_The problem_
Up to and including the final line, please copy every line exactly, starting from the one that contains "pub fn columns(&self, table: &str)" in the material below.
+--
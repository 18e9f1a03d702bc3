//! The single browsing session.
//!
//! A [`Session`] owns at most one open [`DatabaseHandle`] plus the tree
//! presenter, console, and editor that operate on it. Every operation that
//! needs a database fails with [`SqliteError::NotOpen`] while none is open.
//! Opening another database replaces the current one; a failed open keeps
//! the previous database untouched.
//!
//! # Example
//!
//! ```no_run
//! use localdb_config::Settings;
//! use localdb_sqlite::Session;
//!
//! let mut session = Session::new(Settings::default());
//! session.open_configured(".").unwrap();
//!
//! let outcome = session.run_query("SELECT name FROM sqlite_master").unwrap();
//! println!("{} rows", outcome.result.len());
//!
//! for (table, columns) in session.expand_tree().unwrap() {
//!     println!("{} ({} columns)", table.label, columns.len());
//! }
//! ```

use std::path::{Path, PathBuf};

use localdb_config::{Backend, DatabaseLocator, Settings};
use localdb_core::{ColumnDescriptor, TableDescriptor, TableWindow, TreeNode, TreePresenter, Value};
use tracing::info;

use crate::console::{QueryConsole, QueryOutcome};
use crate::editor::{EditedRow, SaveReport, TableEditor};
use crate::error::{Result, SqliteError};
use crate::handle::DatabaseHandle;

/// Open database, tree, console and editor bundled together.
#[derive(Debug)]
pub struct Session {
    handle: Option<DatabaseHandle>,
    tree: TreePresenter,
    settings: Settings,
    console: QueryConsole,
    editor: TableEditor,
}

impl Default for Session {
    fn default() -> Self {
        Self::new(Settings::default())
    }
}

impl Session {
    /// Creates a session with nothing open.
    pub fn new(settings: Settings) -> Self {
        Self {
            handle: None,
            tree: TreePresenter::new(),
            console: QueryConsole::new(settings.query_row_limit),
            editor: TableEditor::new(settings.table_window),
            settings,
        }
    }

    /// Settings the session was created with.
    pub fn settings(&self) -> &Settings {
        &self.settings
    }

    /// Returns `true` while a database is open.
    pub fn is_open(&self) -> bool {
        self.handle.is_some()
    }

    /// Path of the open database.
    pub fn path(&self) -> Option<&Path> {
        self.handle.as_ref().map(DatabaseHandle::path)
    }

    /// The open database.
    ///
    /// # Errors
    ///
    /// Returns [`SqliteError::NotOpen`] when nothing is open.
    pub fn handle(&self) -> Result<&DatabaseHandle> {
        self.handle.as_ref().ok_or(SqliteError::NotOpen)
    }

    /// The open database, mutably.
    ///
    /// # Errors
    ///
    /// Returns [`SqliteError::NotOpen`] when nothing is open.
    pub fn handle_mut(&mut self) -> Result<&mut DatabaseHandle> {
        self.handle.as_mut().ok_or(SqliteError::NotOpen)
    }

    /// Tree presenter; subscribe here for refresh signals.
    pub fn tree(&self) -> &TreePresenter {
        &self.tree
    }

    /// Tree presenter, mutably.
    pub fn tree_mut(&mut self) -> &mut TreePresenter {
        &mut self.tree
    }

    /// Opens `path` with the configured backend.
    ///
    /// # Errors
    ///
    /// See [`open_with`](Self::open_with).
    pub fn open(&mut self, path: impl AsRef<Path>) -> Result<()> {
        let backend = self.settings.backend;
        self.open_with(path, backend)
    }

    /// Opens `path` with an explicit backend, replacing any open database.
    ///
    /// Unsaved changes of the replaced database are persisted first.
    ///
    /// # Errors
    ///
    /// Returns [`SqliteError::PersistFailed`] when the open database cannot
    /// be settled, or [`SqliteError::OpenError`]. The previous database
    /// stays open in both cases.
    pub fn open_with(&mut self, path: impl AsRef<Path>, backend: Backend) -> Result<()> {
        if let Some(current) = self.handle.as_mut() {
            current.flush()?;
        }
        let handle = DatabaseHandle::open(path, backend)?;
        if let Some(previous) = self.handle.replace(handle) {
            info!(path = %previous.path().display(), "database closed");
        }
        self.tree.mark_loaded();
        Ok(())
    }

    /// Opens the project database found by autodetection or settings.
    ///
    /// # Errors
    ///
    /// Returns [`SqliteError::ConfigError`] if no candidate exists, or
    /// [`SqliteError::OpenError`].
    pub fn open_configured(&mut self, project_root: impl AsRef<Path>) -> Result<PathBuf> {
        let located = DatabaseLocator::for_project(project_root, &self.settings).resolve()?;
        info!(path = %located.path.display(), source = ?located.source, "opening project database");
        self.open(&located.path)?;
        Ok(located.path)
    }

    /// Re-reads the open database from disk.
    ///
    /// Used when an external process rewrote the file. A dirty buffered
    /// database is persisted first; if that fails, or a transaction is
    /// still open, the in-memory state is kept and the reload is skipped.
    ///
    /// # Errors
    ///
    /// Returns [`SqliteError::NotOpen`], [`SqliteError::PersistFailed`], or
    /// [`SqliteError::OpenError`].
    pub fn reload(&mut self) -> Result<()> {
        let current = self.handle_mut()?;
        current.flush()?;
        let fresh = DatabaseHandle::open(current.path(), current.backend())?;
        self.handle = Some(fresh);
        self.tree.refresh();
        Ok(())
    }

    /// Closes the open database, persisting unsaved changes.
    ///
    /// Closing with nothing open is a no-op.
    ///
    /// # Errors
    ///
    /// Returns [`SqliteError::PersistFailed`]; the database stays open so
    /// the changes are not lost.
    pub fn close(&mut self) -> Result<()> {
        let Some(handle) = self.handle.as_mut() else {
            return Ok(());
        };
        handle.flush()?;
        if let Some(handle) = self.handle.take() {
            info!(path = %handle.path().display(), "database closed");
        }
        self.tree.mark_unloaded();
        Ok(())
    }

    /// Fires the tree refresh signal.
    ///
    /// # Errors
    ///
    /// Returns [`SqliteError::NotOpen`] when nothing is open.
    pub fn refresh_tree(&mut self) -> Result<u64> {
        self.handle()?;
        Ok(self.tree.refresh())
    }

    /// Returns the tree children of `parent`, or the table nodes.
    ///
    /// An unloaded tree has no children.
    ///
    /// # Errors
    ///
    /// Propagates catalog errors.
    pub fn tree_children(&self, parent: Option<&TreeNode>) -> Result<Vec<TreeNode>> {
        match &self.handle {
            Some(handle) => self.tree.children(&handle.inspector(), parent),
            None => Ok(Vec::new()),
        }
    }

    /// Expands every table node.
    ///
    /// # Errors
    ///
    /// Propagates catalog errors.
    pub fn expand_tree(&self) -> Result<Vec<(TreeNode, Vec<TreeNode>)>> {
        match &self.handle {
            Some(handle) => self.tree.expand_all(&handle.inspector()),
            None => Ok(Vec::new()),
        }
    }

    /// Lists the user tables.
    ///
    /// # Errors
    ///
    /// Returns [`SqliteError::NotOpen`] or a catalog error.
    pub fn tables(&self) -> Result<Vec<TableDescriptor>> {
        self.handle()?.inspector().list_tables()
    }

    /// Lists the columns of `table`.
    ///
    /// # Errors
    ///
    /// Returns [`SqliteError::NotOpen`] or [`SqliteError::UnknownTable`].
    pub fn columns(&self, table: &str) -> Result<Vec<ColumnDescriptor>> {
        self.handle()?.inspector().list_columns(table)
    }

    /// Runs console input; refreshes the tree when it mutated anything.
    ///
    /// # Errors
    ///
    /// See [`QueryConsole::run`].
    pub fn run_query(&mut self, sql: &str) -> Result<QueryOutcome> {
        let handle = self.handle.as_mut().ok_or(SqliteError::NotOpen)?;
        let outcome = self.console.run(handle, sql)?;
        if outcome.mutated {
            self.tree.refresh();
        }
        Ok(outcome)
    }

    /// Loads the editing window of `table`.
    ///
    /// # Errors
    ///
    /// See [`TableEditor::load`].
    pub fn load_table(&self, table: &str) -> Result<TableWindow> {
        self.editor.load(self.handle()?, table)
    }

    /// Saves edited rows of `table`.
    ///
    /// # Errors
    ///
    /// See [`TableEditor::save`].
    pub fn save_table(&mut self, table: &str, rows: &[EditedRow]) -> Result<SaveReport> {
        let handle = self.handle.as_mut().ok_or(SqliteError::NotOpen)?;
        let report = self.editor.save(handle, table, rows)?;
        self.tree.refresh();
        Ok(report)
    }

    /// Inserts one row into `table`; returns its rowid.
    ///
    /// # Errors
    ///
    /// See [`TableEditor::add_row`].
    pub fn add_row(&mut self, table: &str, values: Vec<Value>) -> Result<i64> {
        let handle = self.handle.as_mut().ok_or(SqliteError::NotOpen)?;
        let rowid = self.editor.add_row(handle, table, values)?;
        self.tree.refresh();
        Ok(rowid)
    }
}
+--
_Response to this exercise_
    pub fn columns(&self, table: &str) -> Result<Vec<ColumnDescriptor>> {
        self.handle()?.inspector().list_columns(table)
    }

    /// Runs console input; refreshes the tree when it mutated anything.
    ///
    /// # Errors
    ///
    /// See [`QueryConsole::run`].
    pub fn run_query(&mut self, sql: &str) -> Result<QueryOutcome> {
        let handle = self.handle.as_mut().ok_or(SqliteError::NotOpen)?;
        let outcome = self.console.run(handle, sql)?;
        if outcome.mutated {
            self.tree.refresh();
        }
        Ok(outcome)
    }

    /// Loads the editing window of `table`.
    ///
    /// # Errors
    ///
    /// See [`TableEditor::load`].
    pub fn load_table(&self, table: &str) -> Result<TableWindow> {
        self.editor.load(self.handle()?, table)
    }

    /// Saves edited rows of `table`.
    ///
    /// # Errors
    ///
    /// See [`TableEditor::save`].
    pub fn save_table(&mut self, table: &str, rows: &[EditedRow]) -> Result<SaveReport> {
        let handle = self.handle.as_mut().ok_or(SqliteError::NotOpen)?;
        let report = self.editor.save(handle, table, rows)?;
        self.tree.refresh();
        Ok(report)
    }

    /// Inserts one row into `table`; returns its rowid.
    ///
    /// # Errors
    ///
    /// See [`TableEditor::add_row`].
    pub fn add_row(&mut self, table: &str, values: Vec<Value>) -> Result<i64> {
        let handle = self.handle.as_mut().ok_or(SqliteError::NotOpen)?;
        let rowid = self.editor.add_row(handle, table, values)?;
        self.tree.refresh();
        Ok(rowid)
    }
}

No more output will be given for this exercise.